> ABOUT THIS TASK
Find every line in the records below that contains "ChatSettings", and copy it.
▼▼▼
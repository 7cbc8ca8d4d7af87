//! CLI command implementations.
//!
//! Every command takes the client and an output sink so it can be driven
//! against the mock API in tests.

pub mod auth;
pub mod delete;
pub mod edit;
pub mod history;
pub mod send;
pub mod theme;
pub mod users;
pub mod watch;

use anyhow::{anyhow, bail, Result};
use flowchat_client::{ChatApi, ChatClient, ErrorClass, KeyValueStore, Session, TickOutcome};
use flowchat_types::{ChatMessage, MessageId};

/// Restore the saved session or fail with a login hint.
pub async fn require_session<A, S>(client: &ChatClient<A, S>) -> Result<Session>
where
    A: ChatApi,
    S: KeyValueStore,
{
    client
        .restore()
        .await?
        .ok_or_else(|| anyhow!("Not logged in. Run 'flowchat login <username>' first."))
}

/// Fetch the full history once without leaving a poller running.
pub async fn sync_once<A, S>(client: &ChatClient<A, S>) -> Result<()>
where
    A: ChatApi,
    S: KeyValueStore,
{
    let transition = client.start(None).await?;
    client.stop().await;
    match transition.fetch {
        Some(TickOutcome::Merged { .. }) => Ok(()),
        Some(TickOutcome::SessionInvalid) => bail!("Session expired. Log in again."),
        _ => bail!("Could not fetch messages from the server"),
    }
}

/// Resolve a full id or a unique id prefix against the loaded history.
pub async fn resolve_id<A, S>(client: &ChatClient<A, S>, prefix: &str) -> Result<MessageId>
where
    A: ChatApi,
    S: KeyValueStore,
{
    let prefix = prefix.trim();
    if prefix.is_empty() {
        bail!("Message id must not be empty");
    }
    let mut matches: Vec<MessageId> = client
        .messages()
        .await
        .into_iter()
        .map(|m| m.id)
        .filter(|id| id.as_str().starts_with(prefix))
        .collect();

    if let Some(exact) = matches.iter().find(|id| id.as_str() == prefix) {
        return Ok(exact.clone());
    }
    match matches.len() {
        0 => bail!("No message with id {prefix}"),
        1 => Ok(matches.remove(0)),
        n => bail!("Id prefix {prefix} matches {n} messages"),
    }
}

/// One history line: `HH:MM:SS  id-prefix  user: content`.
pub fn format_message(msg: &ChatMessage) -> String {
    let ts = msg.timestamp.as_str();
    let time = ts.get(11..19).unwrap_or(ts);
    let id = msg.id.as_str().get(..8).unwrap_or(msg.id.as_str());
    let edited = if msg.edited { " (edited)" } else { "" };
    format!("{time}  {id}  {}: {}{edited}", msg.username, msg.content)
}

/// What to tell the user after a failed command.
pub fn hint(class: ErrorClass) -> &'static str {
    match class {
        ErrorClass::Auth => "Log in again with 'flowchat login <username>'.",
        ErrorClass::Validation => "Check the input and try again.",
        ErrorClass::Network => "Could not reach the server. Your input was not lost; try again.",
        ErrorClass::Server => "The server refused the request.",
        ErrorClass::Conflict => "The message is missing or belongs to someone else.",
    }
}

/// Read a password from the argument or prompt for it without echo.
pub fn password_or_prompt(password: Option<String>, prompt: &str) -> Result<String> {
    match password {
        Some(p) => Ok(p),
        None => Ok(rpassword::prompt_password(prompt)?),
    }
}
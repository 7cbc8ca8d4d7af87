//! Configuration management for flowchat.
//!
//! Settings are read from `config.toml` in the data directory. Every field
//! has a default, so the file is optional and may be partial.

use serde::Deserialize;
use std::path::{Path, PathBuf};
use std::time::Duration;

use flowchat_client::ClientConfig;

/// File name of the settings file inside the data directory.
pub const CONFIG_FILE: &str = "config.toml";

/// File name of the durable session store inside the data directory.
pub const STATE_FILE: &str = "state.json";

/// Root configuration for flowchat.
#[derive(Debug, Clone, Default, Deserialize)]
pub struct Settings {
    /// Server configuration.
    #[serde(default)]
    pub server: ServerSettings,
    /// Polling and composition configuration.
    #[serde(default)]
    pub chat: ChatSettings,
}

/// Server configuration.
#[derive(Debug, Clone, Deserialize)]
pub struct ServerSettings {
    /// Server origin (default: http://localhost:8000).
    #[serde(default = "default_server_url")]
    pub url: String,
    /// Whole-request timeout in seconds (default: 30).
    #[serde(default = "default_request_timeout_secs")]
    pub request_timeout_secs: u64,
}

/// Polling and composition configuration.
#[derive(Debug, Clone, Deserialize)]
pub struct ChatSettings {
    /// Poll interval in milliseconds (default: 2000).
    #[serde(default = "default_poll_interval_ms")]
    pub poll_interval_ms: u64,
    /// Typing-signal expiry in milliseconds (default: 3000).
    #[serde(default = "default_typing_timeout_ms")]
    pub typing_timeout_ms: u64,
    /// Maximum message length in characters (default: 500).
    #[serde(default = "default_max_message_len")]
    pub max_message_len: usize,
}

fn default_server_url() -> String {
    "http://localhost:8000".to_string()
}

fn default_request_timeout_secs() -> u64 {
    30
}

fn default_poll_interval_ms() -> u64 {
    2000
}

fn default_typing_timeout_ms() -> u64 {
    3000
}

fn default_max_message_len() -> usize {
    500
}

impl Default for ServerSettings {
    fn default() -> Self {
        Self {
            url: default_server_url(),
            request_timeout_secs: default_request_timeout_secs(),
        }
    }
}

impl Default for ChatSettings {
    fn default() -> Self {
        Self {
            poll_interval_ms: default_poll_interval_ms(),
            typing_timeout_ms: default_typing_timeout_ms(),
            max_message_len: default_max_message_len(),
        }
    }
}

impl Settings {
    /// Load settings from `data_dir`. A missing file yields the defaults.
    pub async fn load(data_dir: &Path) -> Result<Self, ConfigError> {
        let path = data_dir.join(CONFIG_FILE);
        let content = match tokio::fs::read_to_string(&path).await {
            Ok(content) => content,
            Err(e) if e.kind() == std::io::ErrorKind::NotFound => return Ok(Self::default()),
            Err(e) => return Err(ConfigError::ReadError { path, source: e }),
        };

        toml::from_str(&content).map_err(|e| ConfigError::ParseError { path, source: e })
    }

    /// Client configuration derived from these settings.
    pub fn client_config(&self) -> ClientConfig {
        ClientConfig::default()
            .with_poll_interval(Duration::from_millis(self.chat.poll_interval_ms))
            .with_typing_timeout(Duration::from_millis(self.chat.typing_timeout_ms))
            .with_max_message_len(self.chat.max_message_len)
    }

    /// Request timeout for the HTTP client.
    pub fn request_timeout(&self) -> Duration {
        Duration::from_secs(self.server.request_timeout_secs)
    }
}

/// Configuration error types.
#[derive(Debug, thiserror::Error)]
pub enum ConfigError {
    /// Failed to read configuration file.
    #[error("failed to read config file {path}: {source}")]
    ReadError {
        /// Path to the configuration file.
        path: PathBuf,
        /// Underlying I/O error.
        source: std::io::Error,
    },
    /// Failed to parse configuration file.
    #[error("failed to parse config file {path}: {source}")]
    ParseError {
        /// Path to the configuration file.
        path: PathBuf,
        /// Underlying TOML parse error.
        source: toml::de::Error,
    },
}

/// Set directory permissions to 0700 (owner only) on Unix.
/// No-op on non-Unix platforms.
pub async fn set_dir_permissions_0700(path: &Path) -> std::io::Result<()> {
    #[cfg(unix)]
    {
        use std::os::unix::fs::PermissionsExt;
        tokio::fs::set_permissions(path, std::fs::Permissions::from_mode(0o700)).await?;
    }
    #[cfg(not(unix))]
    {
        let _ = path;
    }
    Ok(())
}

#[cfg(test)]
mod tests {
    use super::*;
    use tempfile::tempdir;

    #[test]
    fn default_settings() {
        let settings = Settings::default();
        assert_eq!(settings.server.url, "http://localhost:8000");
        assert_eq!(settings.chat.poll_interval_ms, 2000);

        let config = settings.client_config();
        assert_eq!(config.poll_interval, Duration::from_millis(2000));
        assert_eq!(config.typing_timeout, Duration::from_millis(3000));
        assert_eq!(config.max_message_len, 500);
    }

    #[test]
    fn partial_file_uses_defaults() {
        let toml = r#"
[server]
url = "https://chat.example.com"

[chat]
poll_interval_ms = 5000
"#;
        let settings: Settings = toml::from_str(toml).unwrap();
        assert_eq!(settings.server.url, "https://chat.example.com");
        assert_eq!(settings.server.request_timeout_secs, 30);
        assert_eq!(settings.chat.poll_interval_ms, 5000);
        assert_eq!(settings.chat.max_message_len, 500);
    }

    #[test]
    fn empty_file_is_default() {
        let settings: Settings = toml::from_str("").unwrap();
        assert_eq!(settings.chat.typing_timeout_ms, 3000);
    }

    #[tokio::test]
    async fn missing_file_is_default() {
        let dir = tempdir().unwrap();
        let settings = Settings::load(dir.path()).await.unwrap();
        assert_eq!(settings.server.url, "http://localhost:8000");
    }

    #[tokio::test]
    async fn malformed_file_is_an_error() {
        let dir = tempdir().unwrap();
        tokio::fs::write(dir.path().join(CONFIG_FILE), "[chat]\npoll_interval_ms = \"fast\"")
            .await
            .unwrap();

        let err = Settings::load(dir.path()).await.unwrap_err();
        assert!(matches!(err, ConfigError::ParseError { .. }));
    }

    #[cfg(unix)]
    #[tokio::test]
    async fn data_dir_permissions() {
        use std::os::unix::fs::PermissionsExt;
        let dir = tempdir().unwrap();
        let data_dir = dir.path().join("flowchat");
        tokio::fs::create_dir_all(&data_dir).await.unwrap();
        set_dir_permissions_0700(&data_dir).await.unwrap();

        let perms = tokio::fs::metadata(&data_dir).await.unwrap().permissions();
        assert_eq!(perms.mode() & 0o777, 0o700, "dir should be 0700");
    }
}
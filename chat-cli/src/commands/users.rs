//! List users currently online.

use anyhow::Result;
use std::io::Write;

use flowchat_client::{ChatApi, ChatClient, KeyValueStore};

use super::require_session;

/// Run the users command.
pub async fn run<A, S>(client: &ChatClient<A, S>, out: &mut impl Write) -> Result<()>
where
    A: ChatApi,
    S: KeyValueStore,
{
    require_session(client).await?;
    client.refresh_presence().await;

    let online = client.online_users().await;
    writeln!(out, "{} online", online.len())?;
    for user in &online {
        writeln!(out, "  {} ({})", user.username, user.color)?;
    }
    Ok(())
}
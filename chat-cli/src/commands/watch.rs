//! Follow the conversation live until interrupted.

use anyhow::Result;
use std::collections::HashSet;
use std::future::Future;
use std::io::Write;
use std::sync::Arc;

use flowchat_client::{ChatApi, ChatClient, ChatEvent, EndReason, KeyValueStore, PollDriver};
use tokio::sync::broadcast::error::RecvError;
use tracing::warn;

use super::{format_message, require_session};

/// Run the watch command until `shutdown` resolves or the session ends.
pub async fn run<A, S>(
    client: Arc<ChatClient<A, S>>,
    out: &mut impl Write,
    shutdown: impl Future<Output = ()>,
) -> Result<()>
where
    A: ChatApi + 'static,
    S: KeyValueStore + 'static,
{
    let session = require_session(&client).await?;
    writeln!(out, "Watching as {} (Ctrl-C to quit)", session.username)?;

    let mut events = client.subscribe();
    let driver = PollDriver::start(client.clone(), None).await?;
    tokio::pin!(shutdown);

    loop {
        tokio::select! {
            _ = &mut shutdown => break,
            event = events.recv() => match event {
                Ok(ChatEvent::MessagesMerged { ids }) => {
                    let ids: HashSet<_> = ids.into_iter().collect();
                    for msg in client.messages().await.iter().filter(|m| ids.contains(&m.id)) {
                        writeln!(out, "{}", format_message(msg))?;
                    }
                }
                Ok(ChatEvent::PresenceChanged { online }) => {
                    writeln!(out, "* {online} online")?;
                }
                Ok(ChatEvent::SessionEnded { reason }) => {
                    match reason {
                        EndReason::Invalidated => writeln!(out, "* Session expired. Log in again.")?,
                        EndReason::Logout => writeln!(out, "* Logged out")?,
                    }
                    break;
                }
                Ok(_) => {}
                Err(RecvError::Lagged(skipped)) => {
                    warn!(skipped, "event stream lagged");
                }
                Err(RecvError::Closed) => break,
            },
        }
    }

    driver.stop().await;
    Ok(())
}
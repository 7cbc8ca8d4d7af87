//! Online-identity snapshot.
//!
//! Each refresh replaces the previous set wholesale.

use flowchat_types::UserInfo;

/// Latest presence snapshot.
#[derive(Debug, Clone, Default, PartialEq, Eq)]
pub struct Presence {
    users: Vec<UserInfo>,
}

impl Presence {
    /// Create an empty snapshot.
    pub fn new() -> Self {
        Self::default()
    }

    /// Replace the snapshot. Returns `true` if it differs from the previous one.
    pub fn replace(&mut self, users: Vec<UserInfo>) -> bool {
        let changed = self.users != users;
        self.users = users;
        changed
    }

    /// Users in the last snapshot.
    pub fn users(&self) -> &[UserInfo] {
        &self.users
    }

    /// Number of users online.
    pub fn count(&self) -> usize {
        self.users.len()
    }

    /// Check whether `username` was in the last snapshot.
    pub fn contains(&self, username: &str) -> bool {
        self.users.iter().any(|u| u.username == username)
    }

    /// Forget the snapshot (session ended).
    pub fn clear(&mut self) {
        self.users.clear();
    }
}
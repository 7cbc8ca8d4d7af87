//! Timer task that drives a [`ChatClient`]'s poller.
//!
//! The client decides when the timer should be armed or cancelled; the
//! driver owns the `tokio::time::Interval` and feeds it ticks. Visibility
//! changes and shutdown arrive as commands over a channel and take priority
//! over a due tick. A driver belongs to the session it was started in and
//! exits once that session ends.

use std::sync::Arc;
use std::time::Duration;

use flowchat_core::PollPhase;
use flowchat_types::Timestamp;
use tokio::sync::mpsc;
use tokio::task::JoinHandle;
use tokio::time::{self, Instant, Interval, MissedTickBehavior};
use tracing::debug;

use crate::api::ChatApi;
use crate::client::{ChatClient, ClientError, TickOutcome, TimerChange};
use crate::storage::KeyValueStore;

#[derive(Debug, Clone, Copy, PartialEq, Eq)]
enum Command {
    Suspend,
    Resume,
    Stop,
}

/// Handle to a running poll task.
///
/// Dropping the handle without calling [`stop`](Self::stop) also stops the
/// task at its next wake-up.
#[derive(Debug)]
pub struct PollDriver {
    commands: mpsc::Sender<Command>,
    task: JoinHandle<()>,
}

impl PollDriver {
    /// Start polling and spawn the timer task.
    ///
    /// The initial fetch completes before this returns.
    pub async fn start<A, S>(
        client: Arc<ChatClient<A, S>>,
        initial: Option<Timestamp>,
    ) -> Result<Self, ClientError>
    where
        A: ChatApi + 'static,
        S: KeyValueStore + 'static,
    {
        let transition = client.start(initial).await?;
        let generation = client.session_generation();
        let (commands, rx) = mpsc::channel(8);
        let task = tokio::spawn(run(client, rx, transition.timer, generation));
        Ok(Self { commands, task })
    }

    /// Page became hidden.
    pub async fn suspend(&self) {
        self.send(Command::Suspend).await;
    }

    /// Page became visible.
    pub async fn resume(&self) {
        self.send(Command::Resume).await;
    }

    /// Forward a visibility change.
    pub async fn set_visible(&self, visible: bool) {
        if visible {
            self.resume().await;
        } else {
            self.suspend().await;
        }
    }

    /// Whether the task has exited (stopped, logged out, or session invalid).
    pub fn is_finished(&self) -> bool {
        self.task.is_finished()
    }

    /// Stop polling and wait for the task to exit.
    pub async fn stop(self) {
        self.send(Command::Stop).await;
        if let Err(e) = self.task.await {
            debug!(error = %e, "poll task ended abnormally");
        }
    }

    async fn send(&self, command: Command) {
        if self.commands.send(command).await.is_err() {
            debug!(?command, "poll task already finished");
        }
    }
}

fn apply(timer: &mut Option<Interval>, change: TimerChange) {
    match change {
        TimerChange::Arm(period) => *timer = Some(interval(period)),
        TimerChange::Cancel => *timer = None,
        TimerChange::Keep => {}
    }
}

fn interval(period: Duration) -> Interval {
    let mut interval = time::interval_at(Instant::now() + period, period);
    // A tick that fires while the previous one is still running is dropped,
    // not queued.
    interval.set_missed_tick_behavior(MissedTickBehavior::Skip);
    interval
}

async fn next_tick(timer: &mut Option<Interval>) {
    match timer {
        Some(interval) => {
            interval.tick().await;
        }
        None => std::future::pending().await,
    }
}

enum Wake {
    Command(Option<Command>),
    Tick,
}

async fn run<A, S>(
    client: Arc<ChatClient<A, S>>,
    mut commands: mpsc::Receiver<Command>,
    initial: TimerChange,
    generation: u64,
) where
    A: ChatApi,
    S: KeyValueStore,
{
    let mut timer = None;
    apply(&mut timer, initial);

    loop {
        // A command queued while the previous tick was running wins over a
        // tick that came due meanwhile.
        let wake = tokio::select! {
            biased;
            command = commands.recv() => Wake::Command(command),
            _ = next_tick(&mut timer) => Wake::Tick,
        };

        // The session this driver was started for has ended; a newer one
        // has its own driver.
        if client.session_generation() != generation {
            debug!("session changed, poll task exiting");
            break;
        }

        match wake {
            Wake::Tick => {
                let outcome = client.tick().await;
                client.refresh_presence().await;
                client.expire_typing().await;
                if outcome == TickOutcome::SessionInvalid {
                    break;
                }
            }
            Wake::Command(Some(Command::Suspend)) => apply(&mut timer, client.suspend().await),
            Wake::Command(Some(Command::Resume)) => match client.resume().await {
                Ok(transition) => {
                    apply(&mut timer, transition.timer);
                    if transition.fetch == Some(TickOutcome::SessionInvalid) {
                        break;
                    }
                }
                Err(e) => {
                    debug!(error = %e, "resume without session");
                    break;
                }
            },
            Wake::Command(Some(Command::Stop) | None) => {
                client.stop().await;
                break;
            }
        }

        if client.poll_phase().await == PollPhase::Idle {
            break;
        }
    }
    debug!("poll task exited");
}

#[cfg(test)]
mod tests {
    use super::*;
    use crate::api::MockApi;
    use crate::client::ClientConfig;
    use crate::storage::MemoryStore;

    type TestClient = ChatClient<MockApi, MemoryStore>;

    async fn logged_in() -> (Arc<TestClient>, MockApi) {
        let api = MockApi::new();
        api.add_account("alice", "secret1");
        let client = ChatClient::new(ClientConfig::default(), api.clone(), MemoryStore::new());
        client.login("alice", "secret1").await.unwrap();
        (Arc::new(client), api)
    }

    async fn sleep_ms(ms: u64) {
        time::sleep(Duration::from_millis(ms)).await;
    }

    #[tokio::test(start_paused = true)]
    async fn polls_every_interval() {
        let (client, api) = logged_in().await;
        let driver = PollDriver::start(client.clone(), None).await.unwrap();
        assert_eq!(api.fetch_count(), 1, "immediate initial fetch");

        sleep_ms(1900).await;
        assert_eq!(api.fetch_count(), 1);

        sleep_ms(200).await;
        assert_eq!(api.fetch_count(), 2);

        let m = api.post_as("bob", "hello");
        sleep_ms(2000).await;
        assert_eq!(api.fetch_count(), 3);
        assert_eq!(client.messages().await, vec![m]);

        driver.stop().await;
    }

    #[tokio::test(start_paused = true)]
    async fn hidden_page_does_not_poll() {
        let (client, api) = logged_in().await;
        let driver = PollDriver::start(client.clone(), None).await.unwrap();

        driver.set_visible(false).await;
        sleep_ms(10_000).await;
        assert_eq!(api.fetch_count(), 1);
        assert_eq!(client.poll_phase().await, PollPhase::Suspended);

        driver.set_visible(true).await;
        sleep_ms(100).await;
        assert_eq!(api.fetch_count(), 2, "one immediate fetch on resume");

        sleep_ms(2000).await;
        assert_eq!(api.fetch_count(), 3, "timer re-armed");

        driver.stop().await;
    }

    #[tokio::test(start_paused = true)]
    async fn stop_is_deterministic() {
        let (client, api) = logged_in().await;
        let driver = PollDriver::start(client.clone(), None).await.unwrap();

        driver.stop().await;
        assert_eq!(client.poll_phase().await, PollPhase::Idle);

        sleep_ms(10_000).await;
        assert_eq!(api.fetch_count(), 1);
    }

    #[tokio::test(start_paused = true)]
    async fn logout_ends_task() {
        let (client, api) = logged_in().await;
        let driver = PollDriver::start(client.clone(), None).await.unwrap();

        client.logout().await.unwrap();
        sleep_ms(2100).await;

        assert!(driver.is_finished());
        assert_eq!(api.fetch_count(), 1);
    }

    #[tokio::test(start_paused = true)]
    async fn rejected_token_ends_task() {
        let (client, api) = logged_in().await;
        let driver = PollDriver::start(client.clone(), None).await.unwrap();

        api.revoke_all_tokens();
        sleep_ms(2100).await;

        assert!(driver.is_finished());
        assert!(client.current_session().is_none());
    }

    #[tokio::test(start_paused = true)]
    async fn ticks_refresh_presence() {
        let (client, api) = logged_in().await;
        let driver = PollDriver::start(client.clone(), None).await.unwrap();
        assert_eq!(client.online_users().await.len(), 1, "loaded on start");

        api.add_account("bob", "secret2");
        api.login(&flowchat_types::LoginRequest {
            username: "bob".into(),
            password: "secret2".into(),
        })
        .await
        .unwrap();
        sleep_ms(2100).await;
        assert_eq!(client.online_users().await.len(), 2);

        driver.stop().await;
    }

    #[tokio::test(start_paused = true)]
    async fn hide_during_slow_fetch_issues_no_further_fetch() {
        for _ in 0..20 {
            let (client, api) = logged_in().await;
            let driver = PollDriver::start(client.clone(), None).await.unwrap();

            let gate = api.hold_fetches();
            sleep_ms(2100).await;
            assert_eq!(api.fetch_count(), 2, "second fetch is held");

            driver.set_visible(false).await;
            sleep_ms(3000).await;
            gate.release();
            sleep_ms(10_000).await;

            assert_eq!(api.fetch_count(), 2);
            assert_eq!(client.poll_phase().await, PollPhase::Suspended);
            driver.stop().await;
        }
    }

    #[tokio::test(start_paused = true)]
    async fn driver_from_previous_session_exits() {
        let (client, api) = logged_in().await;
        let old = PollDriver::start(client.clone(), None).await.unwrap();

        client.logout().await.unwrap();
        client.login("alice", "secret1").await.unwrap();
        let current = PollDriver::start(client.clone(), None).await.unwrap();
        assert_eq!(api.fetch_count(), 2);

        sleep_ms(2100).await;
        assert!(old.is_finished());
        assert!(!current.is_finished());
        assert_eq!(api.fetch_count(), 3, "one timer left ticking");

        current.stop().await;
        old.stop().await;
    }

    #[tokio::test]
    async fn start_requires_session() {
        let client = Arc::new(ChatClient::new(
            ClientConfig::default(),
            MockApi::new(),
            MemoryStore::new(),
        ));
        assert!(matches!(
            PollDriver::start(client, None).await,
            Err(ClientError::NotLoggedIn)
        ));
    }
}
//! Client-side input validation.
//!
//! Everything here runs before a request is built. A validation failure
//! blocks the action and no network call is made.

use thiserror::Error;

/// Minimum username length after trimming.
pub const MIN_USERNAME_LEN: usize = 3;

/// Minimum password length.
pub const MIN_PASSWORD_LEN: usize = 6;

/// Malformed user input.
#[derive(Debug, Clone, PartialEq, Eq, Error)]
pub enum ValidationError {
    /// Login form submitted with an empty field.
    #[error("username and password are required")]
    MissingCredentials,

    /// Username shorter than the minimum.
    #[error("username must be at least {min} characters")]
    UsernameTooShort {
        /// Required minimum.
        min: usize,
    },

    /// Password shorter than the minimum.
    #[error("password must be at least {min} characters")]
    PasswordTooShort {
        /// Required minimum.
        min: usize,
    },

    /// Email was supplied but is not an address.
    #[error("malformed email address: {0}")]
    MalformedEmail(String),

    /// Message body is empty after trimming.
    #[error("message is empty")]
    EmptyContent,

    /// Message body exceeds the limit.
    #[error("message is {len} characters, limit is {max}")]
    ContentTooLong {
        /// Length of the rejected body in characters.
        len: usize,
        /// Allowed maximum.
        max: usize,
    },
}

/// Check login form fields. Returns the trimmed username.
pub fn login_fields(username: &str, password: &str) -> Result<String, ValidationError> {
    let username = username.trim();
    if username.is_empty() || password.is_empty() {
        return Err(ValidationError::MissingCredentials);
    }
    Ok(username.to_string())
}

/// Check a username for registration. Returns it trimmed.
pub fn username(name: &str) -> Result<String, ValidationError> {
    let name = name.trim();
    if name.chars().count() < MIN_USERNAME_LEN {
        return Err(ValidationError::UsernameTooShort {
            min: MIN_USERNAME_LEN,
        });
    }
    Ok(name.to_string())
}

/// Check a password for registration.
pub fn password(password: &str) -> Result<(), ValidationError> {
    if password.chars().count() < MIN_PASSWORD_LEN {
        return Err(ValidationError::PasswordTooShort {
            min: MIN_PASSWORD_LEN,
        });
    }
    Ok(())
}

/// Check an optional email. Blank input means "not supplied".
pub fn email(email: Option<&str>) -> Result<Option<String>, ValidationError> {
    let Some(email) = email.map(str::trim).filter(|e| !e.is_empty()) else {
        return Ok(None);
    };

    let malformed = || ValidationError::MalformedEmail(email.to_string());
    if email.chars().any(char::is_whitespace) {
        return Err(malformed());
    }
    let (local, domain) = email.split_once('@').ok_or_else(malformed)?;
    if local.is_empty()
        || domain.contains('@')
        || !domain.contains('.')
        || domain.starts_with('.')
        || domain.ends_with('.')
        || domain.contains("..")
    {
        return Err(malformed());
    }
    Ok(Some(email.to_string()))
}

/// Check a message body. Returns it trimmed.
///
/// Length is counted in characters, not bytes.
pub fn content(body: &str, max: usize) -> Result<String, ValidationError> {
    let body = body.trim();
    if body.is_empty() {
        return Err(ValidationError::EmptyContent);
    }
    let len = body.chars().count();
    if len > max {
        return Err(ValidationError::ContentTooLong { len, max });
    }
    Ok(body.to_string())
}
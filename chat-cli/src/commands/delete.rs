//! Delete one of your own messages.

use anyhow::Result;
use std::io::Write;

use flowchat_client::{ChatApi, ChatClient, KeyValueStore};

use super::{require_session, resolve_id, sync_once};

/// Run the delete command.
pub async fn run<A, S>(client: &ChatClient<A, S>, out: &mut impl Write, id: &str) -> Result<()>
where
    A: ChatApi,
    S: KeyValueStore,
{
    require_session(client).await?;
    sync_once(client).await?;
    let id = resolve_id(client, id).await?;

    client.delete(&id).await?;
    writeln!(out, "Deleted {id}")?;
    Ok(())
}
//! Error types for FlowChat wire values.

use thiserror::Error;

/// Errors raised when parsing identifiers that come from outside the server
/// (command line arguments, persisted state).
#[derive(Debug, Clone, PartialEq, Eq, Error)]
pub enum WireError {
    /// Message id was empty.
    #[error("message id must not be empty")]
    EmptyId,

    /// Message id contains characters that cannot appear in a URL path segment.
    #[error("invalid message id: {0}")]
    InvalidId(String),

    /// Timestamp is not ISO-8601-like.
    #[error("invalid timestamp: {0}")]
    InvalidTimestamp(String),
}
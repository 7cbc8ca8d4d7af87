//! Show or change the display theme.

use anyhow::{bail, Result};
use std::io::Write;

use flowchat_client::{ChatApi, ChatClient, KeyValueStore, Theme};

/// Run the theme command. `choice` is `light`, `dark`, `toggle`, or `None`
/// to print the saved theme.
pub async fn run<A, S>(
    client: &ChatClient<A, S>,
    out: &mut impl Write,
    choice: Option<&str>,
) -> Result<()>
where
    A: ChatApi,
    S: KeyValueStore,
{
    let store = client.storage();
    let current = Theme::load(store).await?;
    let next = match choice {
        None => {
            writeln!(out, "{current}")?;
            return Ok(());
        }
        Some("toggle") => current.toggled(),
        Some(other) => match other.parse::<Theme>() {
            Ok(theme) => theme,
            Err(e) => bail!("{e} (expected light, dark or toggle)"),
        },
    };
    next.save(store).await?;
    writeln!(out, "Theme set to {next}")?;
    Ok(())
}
▲▲▲
> ANSWER FOR THIS EXERCISE
    pub chat: ChatSettings,
pub struct ChatSettings {
impl Default for ChatSettings {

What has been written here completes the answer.